* _Instructions to follow_:
The records sit below. Return every line in them that holds the word "QueryService".

Stored items from a collection
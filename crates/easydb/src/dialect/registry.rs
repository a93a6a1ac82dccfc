use super::{MySqlDialect, PostgresDialect, QueryService, SqlServerDialect, SqliteDialect};
use crate::error::{DbError, DbResult};
use crate::guard::not_empty;
use std::collections::HashMap;
use std::sync::{Arc, LazyLock, PoisonError, RwLock};

/// Provider key → dialect. Keys are compared case-insensitively.
#[derive(Debug, Default)]
pub struct DialectRegistry {
    dialects: RwLock<HashMap<String, Arc<dyn QueryService>>>,
}

static GLOBAL: LazyLock<DialectRegistry> = LazyLock::new(DialectRegistry::with_defaults);

impl DialectRegistry {
    /// Empty registry.
    pub fn new() -> Self {
        Self::default()
    }

    /// Registry holding `sqlserver`, `mysql`, `postgres` and `sqlite`.
    pub fn with_defaults() -> Self {
        let registry = Self::new();
        registry.register_dialect(SqlServerDialect);
        registry.register_dialect(MySqlDialect);
        registry.register_dialect(PostgresDialect);
        registry.register_dialect(SqliteDialect);
        registry
    }

    /// Process-wide registry, seeded with the default dialects.
    pub fn global() -> &'static DialectRegistry {
        &GLOBAL
    }

    /// Register `dialect` under `provider`, replacing any previous entry.
    pub fn register(&self, provider: &str, dialect: Arc<dyn QueryService>) -> DbResult<()> {
        let key = not_empty(provider, "provider")?.trim().to_ascii_lowercase();
        self.dialects
            .write()
            .unwrap_or_else(PoisonError::into_inner)
            .insert(key, dialect);
        Ok(())
    }

    fn register_dialect<D: QueryService + 'static>(&self, dialect: D) {
        self.dialects
            .write()
            .unwrap_or_else(PoisonError::into_inner)
            .insert(dialect.name().to_string(), Arc::new(dialect));
    }

    pub fn has_dialect(&self, provider: &str) -> bool {
        self.dialects
            .read()
            .unwrap_or_else(PoisonError::into_inner)
            .contains_key(&provider.trim().to_ascii_lowercase())
    }

    pub fn get(&self, provider: &str) -> DbResult<Arc<dyn QueryService>> {
        self.dialects
            .read()
            .unwrap_or_else(PoisonError::into_inner)
            .get(&provider.trim().to_ascii_lowercase())
            .cloned()
            .ok_or_else(|| DbError::UnknownProvider(provider.to_string()))
    }

    /// Registered provider keys, sorted.
    pub fn providers(&self) -> Vec<String> {
        let mut keys: Vec<String> = self
            .dialects
            .read()
            .unwrap_or_else(PoisonError::into_inner)
            .keys()
            .cloned()
            .collect();
        keys.sort();
        keys
    }
}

* _Response area_:
use super::{MySqlDialect, PostgresDialect, QueryService, SqlServerDialect, SqliteDialect};
    dialects: RwLock<HashMap<String, Arc<dyn QueryService>>>,
    pub fn register(&self, provider: &str, dialect: Arc<dyn QueryService>) -> DbResult<()> {
    fn register_dialect<D: QueryService + 'static>(&self, dialect: D) {
    pub fn get(&self, provider: &str) -> DbResult<Arc<dyn QueryService>> {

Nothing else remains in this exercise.